5 Numerators Assessment

5.1 Rationale, Approach and implementation

Rationale: Scientific basis for the analysis

Routinely reported health facility data are an important data source for health indicators at facility and population level. The data are reported by health facilities on events such as immunizations given, or live births attended. As with any data, quality is an issue. Data needs to be checked to consider completeness of reporting by health facilities, identify extreme outliers and internal consistency. A standard reporting method for data quality allows assessment of progress over time.
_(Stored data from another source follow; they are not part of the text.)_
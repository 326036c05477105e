//! In-memory user directory.

use async_trait::async_trait;
use std::collections::BTreeMap;
use std::sync::{Arc, RwLock};

use super::lock_error;
use crate::board::{
    domain::{User, Username},
    ports::{RepositoryResult, UserRepository},
};

/// Thread-safe in-memory user directory keyed by username.
#[derive(Debug, Clone, Default)]
pub struct InMemoryUserRepository {
    users: Arc<RwLock<BTreeMap<Username, User>>>,
}

impl InMemoryUserRepository {
    /// Creates an empty directory.
    #[must_use]
    pub fn new() -> Self {
        Self::default()
    }

    /// Creates a directory holding `users`.
    #[must_use]
    pub fn with_users(users: impl IntoIterator<Item = User>) -> Self {
        let entries = users
            .into_iter()
            .map(|user| (user.username().clone(), user))
            .collect();
        Self {
            users: Arc::new(RwLock::new(entries)),
        }
    }

    /// Adds or replaces a user account.
    ///
    /// # Errors
    ///
    /// Returns a persistence error when the directory lock is poisoned.
    pub fn insert(&self, user: User) -> RepositoryResult<()> {
        let mut users = self.users.write().map_err(|err| lock_error(&err))?;
        users.insert(user.username().clone(), user);
        Ok(())
    }
}

#[async_trait]
impl UserRepository for InMemoryUserRepository {
    async fn find_by_username(&self, username: &Username) -> RepositoryResult<Option<User>> {
        let users = self.users.read().map_err(|err| lock_error(&err))?;
        Ok(users.get(username).cloned())
    }

    async fn list(&self) -> RepositoryResult<Vec<User>> {
        let users = self.users.read().map_err(|err| lock_error(&err))?;
        Ok(users.values().cloned().collect())
    }
}
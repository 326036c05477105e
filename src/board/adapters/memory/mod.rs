//! In-memory record stores for tests and embedding.

mod sprint;
mod task;
mod user;

pub use sprint::InMemorySprintRepository;
pub use task::InMemoryTaskRepository;
pub use user::InMemoryUserRepository;

use crate::board::ports::RepositoryError;

/// Maps a poisoned lock into a persistence error.
fn lock_error(err: &impl std::fmt::Display) -> RepositoryError {
    RepositoryError::persistence(std::io::Error::other(err.to_string()))
}
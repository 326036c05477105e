//! Sprint records and partial sprint updates.

use super::SprintId;
use chrono::NaiveDate;
use serde::{Deserialize, Serialize};

/// Writable sprint attributes, as proposed by a client or loaded from storage.
#[derive(Debug, Clone, PartialEq, Eq, Serialize, Deserialize)]
pub struct SprintFields {
    /// Short sprint name; may be blank.
    pub name: String,
    /// Free-text description; may be blank.
    pub description: String,
    /// Last day of the sprint.
    pub end: NaiveDate,
}

impl SprintFields {
    /// Creates sprint attributes with a blank name and description.
    #[must_use]
    pub const fn new(end: NaiveDate) -> Self {
        Self {
            name: String::new(),
            description: String::new(),
            end,
        }
    }

    /// Sets the sprint name.
    #[must_use]
    pub fn with_name(mut self, name: impl Into<String>) -> Self {
        self.name = name.into();
        self
    }

    /// Sets the sprint description.
    #[must_use]
    pub fn with_description(mut self, description: impl Into<String>) -> Self {
        self.description = description.into();
        self
    }
}

/// Stored sprint record.
#[derive(Debug, Clone, PartialEq, Eq, Serialize, Deserialize)]
pub struct Sprint {
    id: SprintId,
    fields: SprintFields,
}

impl Sprint {
    /// Binds stored attributes to their identifier.
    #[must_use]
    pub const fn from_fields(id: SprintId, fields: SprintFields) -> Self {
        Self { id, fields }
    }

    /// Returns the sprint identifier.
    #[must_use]
    pub const fn id(&self) -> SprintId {
        self.id
    }

    /// Returns the sprint name.
    #[must_use]
    pub fn name(&self) -> &str {
        &self.fields.name
    }

    /// Returns the sprint description.
    #[must_use]
    pub fn description(&self) -> &str {
        &self.fields.description
    }

    /// Returns the last day of the sprint.
    #[must_use]
    pub const fn end(&self) -> NaiveDate {
        self.fields.end
    }

    /// Returns whether the sprint ended before `today`.
    #[must_use]
    pub fn has_ended(&self, today: NaiveDate) -> bool {
        self.fields.end < today
    }

    /// Returns the writable attributes.
    #[must_use]
    pub const fn fields(&self) -> &SprintFields {
        &self.fields
    }

    /// Returns the attributes that result from applying `changes`.
    #[must_use]
    pub fn merged_with(&self, changes: &SprintChanges) -> SprintFields {
        SprintFields {
            name: changes
                .name
                .clone()
                .unwrap_or_else(|| self.fields.name.clone()),
            description: changes
                .description
                .clone()
                .unwrap_or_else(|| self.fields.description.clone()),
            end: changes.end.unwrap_or(self.fields.end),
        }
    }
}

/// Partial update of a sprint; `None` leaves a field untouched.
#[derive(Debug, Clone, Default, PartialEq, Eq)]
pub struct SprintChanges {
    /// Replacement name.
    pub name: Option<String>,
    /// Replacement description.
    pub description: Option<String>,
    /// Replacement end date.
    pub end: Option<NaiveDate>,
}

impl SprintChanges {
    /// Creates an empty change set.
    #[must_use]
    pub fn new() -> Self {
        Self::default()
    }

    /// Replaces the name.
    #[must_use]
    pub fn with_name(mut self, name: impl Into<String>) -> Self {
        self.name = Some(name.into());
        self
    }

    /// Replaces the description.
    #[must_use]
    pub fn with_description(mut self, description: impl Into<String>) -> Self {
        self.description = Some(description.into());
        self
    }

    /// Replaces the end date.
    #[must_use]
    pub const fn with_end(mut self, end: NaiveDate) -> Self {
        self.end = Some(end);
        self
    }

    /// Returns the change set replacing every field with `fields`.
    #[must_use]
    pub fn replacing(fields: SprintFields) -> Self {
        Self {
            name: Some(fields.name),
            description: Some(fields.description),
            end: Some(fields.end),
        }
    }
}
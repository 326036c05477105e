//! Port for turning resource routes into addresses.

use crate::board::domain::{SprintId, TaskId, Username};

/// Named route of a board resource.
#[derive(Debug, Clone, Copy, PartialEq, Eq)]
pub enum Route<'a> {
    /// A single user, keyed by username.
    UserDetail(&'a Username),
    /// A single sprint.
    SprintDetail(SprintId),
    /// A single task.
    TaskDetail(TaskId),
    /// The task collection.
    TaskList,
}

/// Route reversal provided by the hosting web layer.
pub trait UrlResolver: Send + Sync {
    /// Returns the canonical address of `route`.
    fn reverse(&self, route: Route<'_>) -> String;
}
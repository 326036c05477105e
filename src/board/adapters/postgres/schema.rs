//! Diesel schema for board persistence.

diesel::table! {
    /// User accounts managed outside the board.
    users (id) {
        /// Internal user identifier.
        id -> Int8,
        /// Unique login name.
        #[max_length = 150]
        username -> Varchar,
        /// Given name.
        #[max_length = 150]
        first_name -> Varchar,
        /// Family name.
        #[max_length = 150]
        last_name -> Varchar,
        /// Whether the account is active.
        is_active -> Bool,
    }
}

diesel::table! {
    /// Sprint records.
    sprints (id) {
        /// Internal sprint identifier.
        id -> Int8,
        /// Sprint name.
        #[max_length = 100]
        name -> Varchar,
        /// Free-text description.
        description -> Text,
        /// Last day of the sprint.
        end_date -> Date,
    }
}

diesel::table! {
    /// Task records.
    tasks (id) {
        /// Internal task identifier.
        id -> Int8,
        /// Task name.
        #[max_length = 100]
        name -> Varchar,
        /// Free-text description.
        description -> Text,
        /// Sprint reference; null for backlog tasks.
        sprint_id -> Nullable<Int8>,
        /// Canonical status string.
        #[max_length = 20]
        status -> Varchar,
        /// Ordering position.
        sort_order -> Int4,
        /// Assignee username.
        #[max_length = 150]
        assigned -> Nullable<Varchar>,
        /// Start date.
        started -> Nullable<Date>,
        /// Due date.
        due -> Nullable<Date>,
        /// Completion date.
        completed -> Nullable<Date>,
    }
}
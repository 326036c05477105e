//! Service layer for sprint creation, update and lookup.

use crate::board::{
    domain::{Sprint, SprintChanges, SprintFields, SprintId},
    ports::{RepositoryError, SprintRepository},
    validation::{ValidationError, validate_sprint},
};
use mockable::Clock;
use std::sync::Arc;
use thiserror::Error;

/// Service-level errors for sprint operations.
#[derive(Debug, Error)]
pub enum SprintServiceError {
    /// The proposed sprint was rejected.
    #[error(transparent)]
    Validation(#[from] ValidationError),
    /// Repository operation failed.
    #[error(transparent)]
    Repository(#[from] RepositoryError),
    /// The sprint to update does not exist.
    #[error("sprint not found: {0}")]
    NotFound(SprintId),
}

/// Result type for sprint service operations.
pub type SprintServiceResult<T> = Result<T, SprintServiceError>;

/// Sprint orchestration service.
#[derive(Clone)]
pub struct SprintService<S, C>
where
    S: SprintRepository,
    C: Clock + Send + Sync,
{
    sprints: Arc<S>,
    clock: Arc<C>,
}

impl<S, C> SprintService<S, C>
where
    S: SprintRepository,
    C: Clock + Send + Sync,
{
    /// Creates a new sprint service.
    #[must_use]
    pub const fn new(sprints: Arc<S>, clock: Arc<C>) -> Self {
        Self { sprints, clock }
    }

    /// Validates and stores a new sprint.
    ///
    /// # Errors
    ///
    /// Returns [`SprintServiceError::Validation`] when the sprint is rejected
    /// or [`SprintServiceError::Repository`] when persistence fails.
    #[tracing::instrument(skip(self))]
    pub async fn create_sprint(&self, fields: SprintFields) -> SprintServiceResult<Sprint> {
        let today = self.clock.utc().date_naive();
        if let Err(err) = validate_sprint(&fields, None, today) {
            tracing::debug!(reason = %err, "rejected new sprint");
            return Err(err.into());
        }
        let sprint = self
            .sprints
            .insert(&fields)
            .await
            .inspect_err(|err| tracing::error!(error = %err, "failed to store sprint"))?;
        tracing::info!(sprint_id = %sprint.id(), "created sprint");
        Ok(sprint)
    }

    /// Applies `changes` to a stored sprint after validating the result.
    ///
    /// # Errors
    ///
    /// Returns [`SprintServiceError::NotFound`] when the sprint does not
    /// exist, [`SprintServiceError::Validation`] when the change is rejected,
    /// or [`SprintServiceError::Repository`] when persistence fails.
    #[tracing::instrument(skip(self))]
    pub async fn update_sprint(
        &self,
        id: SprintId,
        changes: SprintChanges,
    ) -> SprintServiceResult<Sprint> {
        let prior = self
            .sprints
            .find_by_id(id)
            .await?
            .ok_or(SprintServiceError::NotFound(id))?;
        let proposed = prior.merged_with(&changes);
        let today = self.clock.utc().date_naive();
        if let Err(err) = validate_sprint(&proposed, Some(&prior), today) {
            tracing::debug!(sprint_id = %id, reason = %err, "rejected sprint update");
            return Err(err.into());
        }
        let updated = Sprint::from_fields(id, proposed);
        self.sprints
            .update(&updated)
            .await
            .inspect_err(|err| {
                tracing::error!(sprint_id = %id, error = %err, "failed to store sprint");
            })?;
        tracing::info!(sprint_id = %id, "updated sprint");
        Ok(updated)
    }

    /// Retrieves a sprint by identifier.
    ///
    /// # Errors
    ///
    /// Returns [`SprintServiceError::Repository`] when lookup fails.
    pub async fn find_sprint(&self, id: SprintId) -> SprintServiceResult<Option<Sprint>> {
        Ok(self.sprints.find_by_id(id).await?)
    }

    /// Returns all sprints ordered by end date.
    ///
    /// # Errors
    ///
    /// Returns [`SprintServiceError::Repository`] when lookup fails.
    pub async fn list_sprints(&self) -> SprintServiceResult<Vec<Sprint>> {
        Ok(self.sprints.list().await?)
    }
}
Approach: Description of analytical steps

The analysis of the monthly data by district for 2019-2024 is used to assess annual data quality using the following standard indicators: Reporting completeness, Outlier detection,Internal Consistency Data completeness, Ratios calculation, Overall quality score

Implementation: Conducting analysis in the Shiny App

5.2 DQA Metrics calculation and interpretation

5.2.1 Reporting Completeness

Completeness of Monthly Facility Reporting
Indicator	Numerator	Denominator	Interpretation
1a	N of monthly facility reports received	Total N of facility reports expected (usually 12 × N of facilities with the service)	Reporting rates over 90% are good; changes in reporting completeness over time affects trend analysis
1b	N of districts with at least 90% monthly reporting completeness in a year	Total N of districts	Can be used to identify districts with low reporting rates in multiple years
1c	N of districts with no missing values for any of the 4 forms in a year	Total N of districts	Additional indicator, is not used to compute the overall data quality score
Statistics for 1a and 1b are based on the mean of 4 reporting forms (ANC, delivery, immunization, OPD)
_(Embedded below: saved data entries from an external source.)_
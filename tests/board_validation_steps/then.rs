//! Then steps for board validation BDD scenarios.

use super::world::{BoardWorld, run_async};
use rstest_bdd_macros::then;

#[then("the sprint is stored")]
fn sprint_is_stored(world: &BoardWorld) -> Result<(), eyre::Report> {
    let sprint = match world.last_sprint_result.as_ref() {
        Some(Ok(sprint)) => sprint,
        other => return Err(eyre::eyre!("expected a stored sprint, got {other:?}")),
    };
    let fetched = run_async(world.sprint_service.find_sprint(sprint.id()))?;
    eyre::ensure!(
        fetched.as_ref() == Some(sprint),
        "stored sprint {fetched:?} differs from {sprint:?}"
    );
    Ok(())
}

#[then(r#"the sprint name is "{name}""#)]
fn sprint_name_is(world: &BoardWorld, name: String) -> Result<(), eyre::Report> {
    let sprint = world.current_sprint()?;
    eyre::ensure!(
        sprint.name() == name,
        "expected sprint name {name}, found {}",
        sprint.name()
    );
    Ok(())
}

#[then("the task is stored")]
fn task_is_stored(world: &BoardWorld) -> Result<(), eyre::Report> {
    let task = match world.last_task_result.as_ref() {
        Some(Ok(task)) => task,
        other => return Err(eyre::eyre!("expected a stored task, got {other:?}")),
    };
    let fetched = run_async(world.task_service.find_task(task.id()))?;
    eyre::ensure!(
        fetched.as_ref() == Some(task),
        "stored task {fetched:?} differs from {task:?}"
    );
    Ok(())
}

#[then(r#"the request is rejected with "{message}""#)]
fn request_rejected_with(world: &BoardWorld, message: String) -> Result<(), eyre::Report> {
    let err = world.last_validation_error()?;
    eyre::ensure!(
        err.message() == message,
        "expected rejection {message:?}, got {:?}",
        err.message()
    );
    Ok(())
}

#[then("the task remains in the first sprint")]
fn task_remains_in_first_sprint(world: &BoardWorld) -> Result<(), eyre::Report> {
    let first = world
        .sprints
        .first()
        .ok_or_else(|| eyre::eyre!("missing first sprint in scenario world"))?
        .id();
    let task = world
        .task
        .as_ref()
        .ok_or_else(|| eyre::eyre!("missing task in scenario world"))?;
    let fetched = run_async(world.task_service.find_task(task.id()))?
        .ok_or_else(|| eyre::eyre!("task {} disappeared", task.id()))?;
    eyre::ensure!(
        fetched.sprint() == Some(first),
        "expected task in sprint {first}, found {:?}",
        fetched.sprint()
    );
    Ok(())
}
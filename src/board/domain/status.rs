//! Task status values and their labels.

use super::ParseTaskStatusError;
use serde::{Deserialize, Serialize};
use std::fmt;

/// Progress of a task through a sprint.
///
/// Any status may follow any other; consistency with the task's dates is
/// enforced by the validation rules rather than by a transition table.
#[derive(Debug, Clone, Copy, PartialEq, Eq, Hash, Default, Serialize, Deserialize)]
#[serde(rename_all = "snake_case")]
pub enum TaskStatus {
    /// Work has not begun.
    #[default]
    NotStarted,
    /// Work is under way.
    InProgress,
    /// Work is complete.
    Done,
}

impl TaskStatus {
    /// Every status in board order.
    pub const ALL: [Self; 3] = [Self::NotStarted, Self::InProgress, Self::Done];

    /// Returns the canonical storage representation.
    #[must_use]
    pub const fn as_str(self) -> &'static str {
        match self {
            Self::NotStarted => "not_started",
            Self::InProgress => "in_progress",
            Self::Done => "done",
        }
    }

    /// Returns the human-readable label shown to clients.
    #[must_use]
    pub const fn display_label(self) -> &'static str {
        match self {
            Self::NotStarted => "Not Started",
            Self::InProgress => "In Progress",
            Self::Done => "Done",
        }
    }
}

impl TryFrom<&str> for TaskStatus {
    type Error = ParseTaskStatusError;

    fn try_from(value: &str) -> Result<Self, Self::Error> {
        let normalized = value.trim().to_ascii_lowercase();
        match normalized.as_str() {
            "not_started" => Ok(Self::NotStarted),
            "in_progress" => Ok(Self::InProgress),
            "done" => Ok(Self::Done),
            _ => Err(ParseTaskStatusError(value.to_owned())),
        }
    }
}

impl fmt::Display for TaskStatus {
    fn fmt(&self, f: &mut fmt::Formatter<'_>) -> fmt::Result {
        f.write_str(self.as_str())
    }
}
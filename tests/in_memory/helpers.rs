//! Shared fixtures for in-memory board integration tests.

use std::sync::Arc;

use chrono::{NaiveDate, TimeDelta, Utc};
use mockable::DefaultClock;
use rstest::fixture;
use sprintboard::board::{
    adapters::memory::{InMemorySprintRepository, InMemoryTaskRepository, InMemoryUserRepository},
    domain::{User, UserId, Username},
    services::{SprintService, TaskService, UserService},
};

/// Task service wired to in-memory stores.
pub type MemoryTaskService = TaskService<
    InMemoryTaskRepository,
    InMemorySprintRepository,
    InMemoryUserRepository,
    DefaultClock,
>;

/// Services sharing one set of in-memory stores.
pub struct MemoryBoard {
    pub sprints: SprintService<InMemorySprintRepository, DefaultClock>,
    pub tasks: MemoryTaskService,
    pub users: UserService<InMemoryUserRepository>,
}

/// Builds a username, failing the test on invalid input.
pub fn username(value: &str) -> Result<Username, eyre::Report> {
    Username::new(value).map_err(|err| eyre::eyre!("invalid username {value}: {err}"))
}

/// Returns the date `days` away from today, in UTC.
pub fn days_from_today(days: i64) -> Result<NaiveDate, eyre::Report> {
    Utc::now()
        .date_naive()
        .checked_add_signed(TimeDelta::days(days))
        .ok_or_else(|| eyre::eyre!("date offset {days} out of range"))
}

/// Board with two active accounts, `alice` and `bob`.
#[fixture]
pub fn board() -> MemoryBoard {
    let accounts = [(1, "alice", "Alice", "Liddell"), (2, "bob", "Bob", "")]
        .into_iter()
        .filter_map(|(id, name, first, last)| {
            Username::new(name)
                .ok()
                .map(|parsed| User::new(UserId::new(id), parsed).with_name(first, last))
        });
    let users = Arc::new(InMemoryUserRepository::with_users(accounts));
    let sprint_store = Arc::new(InMemorySprintRepository::new());
    let clock = Arc::new(DefaultClock);

    MemoryBoard {
        sprints: SprintService::new(Arc::clone(&sprint_store), Arc::clone(&clock)),
        tasks: TaskService::new(
            Arc::new(InMemoryTaskRepository::new()),
            sprint_store,
            Arc::clone(&users),
            clock,
        ),
        users: UserService::new(users),
    }
}
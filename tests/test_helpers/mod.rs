//! Scoped environment overrides for configuration tests.

use std::env;
use std::ffi::OsString;
use std::sync::{Mutex, MutexGuard, OnceLock};

static ENV_MUTEX: OnceLock<Mutex<()>> = OnceLock::new();

/// Guard that applies `BOARD_*` overrides and restores the previous values on
/// drop.
pub struct EnvVarGuard {
    previous: Vec<(OsString, Option<OsString>)>,
    _lock: MutexGuard<'static, ()>,
}

impl EnvVarGuard {
    /// Sets or clears each variable for the guard lifetime.
    pub fn set_many(changes: &[(&str, Option<&str>)]) -> Self {
        let lock = env_lock();
        let mut previous = Vec::with_capacity(changes.len());

        for &(key, value) in changes {
            previous.push((OsString::from(key), env::var_os(key)));
            unsafe {
                // SAFETY: the global mutex serializes environment mutations in tests.
                match value {
                    Some(new_value) => env::set_var(key, new_value),
                    None => env::remove_var(key),
                }
            }
        }

        Self {
            previous,
            _lock: lock,
        }
    }
}

impl Drop for EnvVarGuard {
    fn drop(&mut self) {
        for (key, value) in self.previous.drain(..) {
            unsafe {
                // SAFETY: the global mutex serializes environment mutations in tests.
                match value {
                    Some(previous) => env::set_var(&key, &previous),
                    None => env::remove_var(&key),
                }
            }
        }
    }
}

fn env_lock() -> MutexGuard<'static, ()> {
    ENV_MUTEX
        .get_or_init(|| Mutex::new(()))
        .lock()
        .unwrap_or_else(std::sync::PoisonError::into_inner)
}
Within the Shiny App, you can select the indicator of interest, the reporting rate cutoff point (performance Threshold)- the default value has been set at 90% reporting rate.

You can also choose the level of you analysis (Admin Level (Regions) or District level). Below is an output for ANC reporting rate at THE Admin Level 1.

The app will automatically compute the overall data quality score based on the metrics described above. The app will also produce a report with the results of the data quality assessment, including the numerators and denominators for each indicator, as well as the overall data quality score. []

5.2.2 Data Completeness

5.2.3 Outlier Detection

Extreme Outliers
Indicator	Numerator	Denominator	Interpretation
2a	N of monthly values that are not extreme outliers in a specific year	Total N of monthly values (usually 12 * N years to be analyzed)	At least 99% of monthly data expected not to be an extreme outlier; consider reasons
2b	N of districts with no extreme outliers in a specific year	Total N of districts	At least 90% of districts should have no extreme outliers at all; consider reasons
Outliers are identified statistically; definitions may vary depending on methods used.

5.2.4 Internal Consistency

Consistency of Annual Reporting
Indicator	Numerator	Denominator	Interpretation
3a	N of ANC1 reported	N of penta1 reported	National ratio within an expected range (1.05 to 1.10 if survey coverage ANC1 and penta1 are the same – see below)
3b	N of penta1 reported	N of penta3 reported	National ratio within an expected range, based on the survey results (see below)
3c	N of districts with ratios within the expected range	Total N of districts	For districts there is more variation in the ratio: a wider range is considered
3d	N of districts within the expected range	Total N of districts	For districts there is more variation in the ratio: a wider range is considered

There is often an inconsistency between antenatal and immunization data, even though we can argue that the two should be consistent. To examine the association between ANC1 and penta1 is particularly informative.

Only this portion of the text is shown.